Work order:
Retype every entry below without any change.

========================================

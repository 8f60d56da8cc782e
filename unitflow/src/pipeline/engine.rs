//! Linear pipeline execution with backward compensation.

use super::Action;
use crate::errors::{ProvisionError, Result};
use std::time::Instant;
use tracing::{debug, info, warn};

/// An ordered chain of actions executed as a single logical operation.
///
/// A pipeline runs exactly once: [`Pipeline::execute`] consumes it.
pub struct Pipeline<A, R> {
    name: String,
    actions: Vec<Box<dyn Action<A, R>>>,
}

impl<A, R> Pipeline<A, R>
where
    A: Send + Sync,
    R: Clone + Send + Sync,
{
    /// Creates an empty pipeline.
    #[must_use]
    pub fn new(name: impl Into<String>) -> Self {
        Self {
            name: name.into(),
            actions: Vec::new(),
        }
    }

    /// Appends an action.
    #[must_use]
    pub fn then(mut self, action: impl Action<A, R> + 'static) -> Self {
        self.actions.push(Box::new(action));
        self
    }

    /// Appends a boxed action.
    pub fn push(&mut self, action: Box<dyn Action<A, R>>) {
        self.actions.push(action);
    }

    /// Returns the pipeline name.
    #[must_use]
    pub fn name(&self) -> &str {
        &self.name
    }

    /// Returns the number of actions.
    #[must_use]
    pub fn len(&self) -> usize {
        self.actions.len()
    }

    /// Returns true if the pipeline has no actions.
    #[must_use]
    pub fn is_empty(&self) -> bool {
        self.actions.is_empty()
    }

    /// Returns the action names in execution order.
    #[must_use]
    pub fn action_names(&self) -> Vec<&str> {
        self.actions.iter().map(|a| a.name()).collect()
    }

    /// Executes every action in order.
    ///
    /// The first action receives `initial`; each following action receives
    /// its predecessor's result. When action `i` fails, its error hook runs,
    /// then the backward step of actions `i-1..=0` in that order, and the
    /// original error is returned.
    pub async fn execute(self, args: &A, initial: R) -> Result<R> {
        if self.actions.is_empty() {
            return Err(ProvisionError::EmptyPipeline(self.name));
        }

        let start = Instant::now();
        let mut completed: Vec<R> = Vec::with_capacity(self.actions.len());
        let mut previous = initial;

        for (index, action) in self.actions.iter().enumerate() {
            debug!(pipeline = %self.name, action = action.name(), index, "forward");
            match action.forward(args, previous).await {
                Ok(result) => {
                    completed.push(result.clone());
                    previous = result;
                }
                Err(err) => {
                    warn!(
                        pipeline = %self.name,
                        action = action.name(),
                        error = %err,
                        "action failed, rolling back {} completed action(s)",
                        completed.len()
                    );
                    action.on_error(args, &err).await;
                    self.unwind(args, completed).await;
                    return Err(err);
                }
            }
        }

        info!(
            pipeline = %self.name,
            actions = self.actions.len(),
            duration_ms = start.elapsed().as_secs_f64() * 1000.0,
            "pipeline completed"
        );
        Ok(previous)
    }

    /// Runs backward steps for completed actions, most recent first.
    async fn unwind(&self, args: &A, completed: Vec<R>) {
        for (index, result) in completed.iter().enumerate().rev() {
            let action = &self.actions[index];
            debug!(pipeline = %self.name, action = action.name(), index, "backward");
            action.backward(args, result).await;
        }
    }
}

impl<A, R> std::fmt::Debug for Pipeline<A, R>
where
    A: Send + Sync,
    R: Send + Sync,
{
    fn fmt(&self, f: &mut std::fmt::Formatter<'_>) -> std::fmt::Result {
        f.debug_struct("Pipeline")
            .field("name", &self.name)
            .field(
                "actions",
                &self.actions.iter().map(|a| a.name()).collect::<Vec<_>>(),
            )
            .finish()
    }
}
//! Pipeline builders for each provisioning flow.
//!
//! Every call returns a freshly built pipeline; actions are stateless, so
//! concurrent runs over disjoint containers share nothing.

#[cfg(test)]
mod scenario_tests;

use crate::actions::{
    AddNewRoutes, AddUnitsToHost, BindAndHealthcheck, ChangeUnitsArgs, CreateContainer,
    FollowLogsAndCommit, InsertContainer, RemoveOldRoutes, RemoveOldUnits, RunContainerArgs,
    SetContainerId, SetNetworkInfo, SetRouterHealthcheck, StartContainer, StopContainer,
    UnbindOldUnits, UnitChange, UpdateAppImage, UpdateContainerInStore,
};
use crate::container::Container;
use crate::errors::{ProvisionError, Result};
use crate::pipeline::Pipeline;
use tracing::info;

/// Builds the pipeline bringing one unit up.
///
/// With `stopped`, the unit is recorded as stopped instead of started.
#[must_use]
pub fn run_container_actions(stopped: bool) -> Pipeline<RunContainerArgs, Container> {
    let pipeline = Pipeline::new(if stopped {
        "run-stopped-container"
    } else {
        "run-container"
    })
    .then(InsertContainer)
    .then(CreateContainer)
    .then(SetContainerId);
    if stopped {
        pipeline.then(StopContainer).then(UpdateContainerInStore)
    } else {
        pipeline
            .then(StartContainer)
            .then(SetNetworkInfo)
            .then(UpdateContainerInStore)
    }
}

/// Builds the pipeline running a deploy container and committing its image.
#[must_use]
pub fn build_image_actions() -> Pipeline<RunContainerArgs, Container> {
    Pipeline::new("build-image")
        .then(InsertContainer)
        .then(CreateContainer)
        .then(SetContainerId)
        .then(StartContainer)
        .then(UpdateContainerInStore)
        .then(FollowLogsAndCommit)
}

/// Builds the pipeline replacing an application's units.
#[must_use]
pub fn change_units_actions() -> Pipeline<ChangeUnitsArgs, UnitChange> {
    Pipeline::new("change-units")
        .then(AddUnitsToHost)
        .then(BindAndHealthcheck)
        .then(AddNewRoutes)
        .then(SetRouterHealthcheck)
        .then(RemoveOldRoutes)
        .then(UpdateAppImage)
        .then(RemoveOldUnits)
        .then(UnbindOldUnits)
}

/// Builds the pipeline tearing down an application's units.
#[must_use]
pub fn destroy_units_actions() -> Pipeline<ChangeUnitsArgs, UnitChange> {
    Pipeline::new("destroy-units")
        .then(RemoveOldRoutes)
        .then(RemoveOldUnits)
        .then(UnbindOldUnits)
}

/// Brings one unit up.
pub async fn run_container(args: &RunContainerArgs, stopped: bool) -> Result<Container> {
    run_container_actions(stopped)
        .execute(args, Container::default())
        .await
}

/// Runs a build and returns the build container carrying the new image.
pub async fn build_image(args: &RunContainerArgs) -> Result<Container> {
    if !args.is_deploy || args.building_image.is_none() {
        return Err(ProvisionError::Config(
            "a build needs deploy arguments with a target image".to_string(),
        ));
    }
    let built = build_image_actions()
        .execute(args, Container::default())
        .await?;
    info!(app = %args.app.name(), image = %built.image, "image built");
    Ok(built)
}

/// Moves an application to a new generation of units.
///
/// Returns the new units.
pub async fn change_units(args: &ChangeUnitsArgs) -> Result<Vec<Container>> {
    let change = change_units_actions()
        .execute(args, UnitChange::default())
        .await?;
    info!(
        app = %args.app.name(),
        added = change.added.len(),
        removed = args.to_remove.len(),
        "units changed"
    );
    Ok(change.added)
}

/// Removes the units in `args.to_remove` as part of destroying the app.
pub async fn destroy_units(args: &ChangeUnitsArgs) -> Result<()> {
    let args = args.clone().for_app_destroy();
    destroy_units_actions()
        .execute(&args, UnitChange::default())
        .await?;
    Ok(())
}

========================================

Task result:
repository 8f60d56da8cc782e
filename unitflow/src/pipeline/engine.rs
//! Linear pipeline execution with backward compensation.

use super::Action;
use crate::errors::{ProvisionError, Result};
use std::time::Instant;
use tracing::{debug, info, warn};

/// An ordered chain of actions executed as a single logical operation.
///
/// A pipeline runs exactly once: [`Pipeline::execute`] consumes it.
pub struct Pipeline<A, R> {
    name: String,
    actions: Vec<Box<dyn Action<A, R>>>,
}

impl<A, R> Pipeline<A, R>
where
    A: Send + Sync,
    R: Clone + Send + Sync,
{
    /// Creates an empty pipeline.
    #[must_use]
    pub fn new(name: impl Into<String>) -> Self {
        Self {
            name: name.into(),
            actions: Vec::new(),
        }
    }

    /// Appends an action.
    #[must_use]
    pub fn then(mut self, action: impl Action<A, R> + 'static) -> Self {
        self.actions.push(Box::new(action));
        self
    }

    /// Appends a boxed action.
    pub fn push(&mut self, action: Box<dyn Action<A, R>>) {
        self.actions.push(action);
    }

    /// Returns the pipeline name.
    #[must_use]
    pub fn name(&self) -> &str {
        &self.name
    }

    /// Returns the number of actions.
    #[must_use]
    pub fn len(&self) -> usize {
        self.actions.len()
    }

    /// Returns true if the pipeline has no actions.
    #[must_use]
    pub fn is_empty(&self) -> bool {
        self.actions.is_empty()
    }

    /// Returns the action names in execution order.
    #[must_use]
    pub fn action_names(&self) -> Vec<&str> {
        self.actions.iter().map(|a| a.name()).collect()
    }

    /// Executes every action in order.
    ///
    /// The first action receives `initial`; each following action receives
    /// its predecessor's result. When action `i` fails, its error hook runs,
    /// then the backward step of actions `i-1..=0` in that order, and the
    /// original error is returned.
    pub async fn execute(self, args: &A, initial: R) -> Result<R> {
        if self.actions.is_empty() {
            return Err(ProvisionError::EmptyPipeline(self.name));
        }

        let start = Instant::now();
        let mut completed: Vec<R> = Vec::with_capacity(self.actions.len());
        let mut previous = initial;

        for (index, action) in self.actions.iter().enumerate() {
            debug!(pipeline = %self.name, action = action.name(), index, "forward");
            match action.forward(args, previous).await {
                Ok(result) => {
                    completed.push(result.clone());
                    previous = result;
                }
                Err(err) => {
                    warn!(
                        pipeline = %self.name,
                        action = action.name(),
                        error = %err,
                        "action failed, rolling back {} completed action(s)",
                        completed.len()
                    );
                    action.on_error(args, &err).await;
                    self.unwind(args, completed).await;
                    return Err(err);
                }
            }
        }

        info!(
            pipeline = %self.name,
            actions = self.actions.len(),
            duration_ms = start.elapsed().as_secs_f64() * 1000.0,
            "pipeline completed"
        );
        Ok(previous)
    }

    /// Runs backward steps for completed actions, most recent first.
    async fn unwind(&self, args: &A, completed: Vec<R>) {
        for (index, result) in completed.iter().enumerate().rev() {
            let action = &self.actions[index];
            debug!(pipeline = %self.name, action = action.name(), index, "backward");
            action.backward(args, result).await;
        }
    }
}

impl<A, R> std::fmt::Debug for Pipeline<A, R>
where
    A: Send + Sync,
    R: Send + Sync,
{
    fn fmt(&self, f: &mut std::fmt::Formatter<'_>) -> std::fmt::Result {
        f.debug_struct("Pipeline")
            .field("name", &self.name)
            .field(
                "actions",
                &self.actions.iter().map(|a| a.name()).collect::<Vec<_>>(),
            )
            .finish()
    }
}
//! Pipeline builders for each provisioning flow.
//!
//! Every call returns a freshly built pipeline; actions are stateless, so
//! concurrent runs over disjoint containers share nothing.

#[cfg(test)]
mod scenario_tests;

use crate::actions::{
    AddNewRoutes, AddUnitsToHost, BindAndHealthcheck, ChangeUnitsArgs, CreateContainer,
    FollowLogsAndCommit, InsertContainer, RemoveOldRoutes, RemoveOldUnits, RunContainerArgs,
    SetContainerId, SetNetworkInfo, SetRouterHealthcheck, StartContainer, StopContainer,
    UnbindOldUnits, UnitChange, UpdateAppImage, UpdateContainerInStore,
};
use crate::container::Container;
use crate::errors::{ProvisionError, Result};
use crate::pipeline::Pipeline;
use tracing::info;

/// Builds the pipeline bringing one unit up.
///
/// With `stopped`, the unit is recorded as stopped instead of started.
#[must_use]
pub fn run_container_actions(stopped: bool) -> Pipeline<RunContainerArgs, Container> {
    let pipeline = Pipeline::new(if stopped {
        "run-stopped-container"
    } else {
        "run-container"
    })
    .then(InsertContainer)
    .then(CreateContainer)
    .then(SetContainerId);
    if stopped {
        pipeline.then(StopContainer).then(UpdateContainerInStore)
    } else {
        pipeline
            .then(StartContainer)
            .then(SetNetworkInfo)
            .then(UpdateContainerInStore)
    }
}

/// Builds the pipeline running a deploy container and committing its image.
#[must_use]
pub fn build_image_actions() -> Pipeline<RunContainerArgs, Container> {
    Pipeline::new("build-image")
        .then(InsertContainer)
        .then(CreateContainer)
        .then(SetContainerId)
        .then(StartContainer)
        .then(UpdateContainerInStore)
        .then(FollowLogsAndCommit)
}

/// Builds the pipeline replacing an application's units.
#[must_use]
pub fn change_units_actions() -> Pipeline<ChangeUnitsArgs, UnitChange> {
    Pipeline::new("change-units")
        .then(AddUnitsToHost)
        .then(BindAndHealthcheck)
        .then(AddNewRoutes)
        .then(SetRouterHealthcheck)
        .then(RemoveOldRoutes)
        .then(UpdateAppImage)
        .then(RemoveOldUnits)
        .then(UnbindOldUnits)
}

/// Builds the pipeline tearing down an application's units.
#[must_use]
pub fn destroy_units_actions() -> Pipeline<ChangeUnitsArgs, UnitChange> {
    Pipeline::new("destroy-units")
        .then(RemoveOldRoutes)
        .then(RemoveOldUnits)
        .then(UnbindOldUnits)
}

/// Brings one unit up.
pub async fn run_container(args: &RunContainerArgs, stopped: bool) -> Result<Container> {
    run_container_actions(stopped)
        .execute(args, Container::default())
        .await
}

/// Runs a build and returns the build container carrying the new image.
pub async fn build_image(args: &RunContainerArgs) -> Result<Container> {
    if !args.is_deploy || args.building_image.is_none() {
        return Err(ProvisionError::Config(
            "a build needs deploy arguments with a target image".to_string(),
        ));
    }
    let built = build_image_actions()
        .execute(args, Container::default())
        .await?;
    info!(app = %args.app.name(), image = %built.image, "image built");
    Ok(built)
}

/// Moves an application to a new generation of units.
///
/// Returns the new units.
pub async fn change_units(args: &ChangeUnitsArgs) -> Result<Vec<Container>> {
    let change = change_units_actions()
        .execute(args, UnitChange::default())
        .await?;
    info!(
        app = %args.app.name(),
        added = change.added.len(),
        removed = args.to_remove.len(),
        "units changed"
    );
    Ok(change.added)
}

/// Removes the units in `args.to_remove` as part of destroying the app.
pub async fn destroy_units(args: &ChangeUnitsArgs) -> Result<()> {
    let args = args.clone().for_app_destroy();
    destroy_units_actions()
        .execute(&args, UnitChange::default())
        .await?;
    Ok(())
}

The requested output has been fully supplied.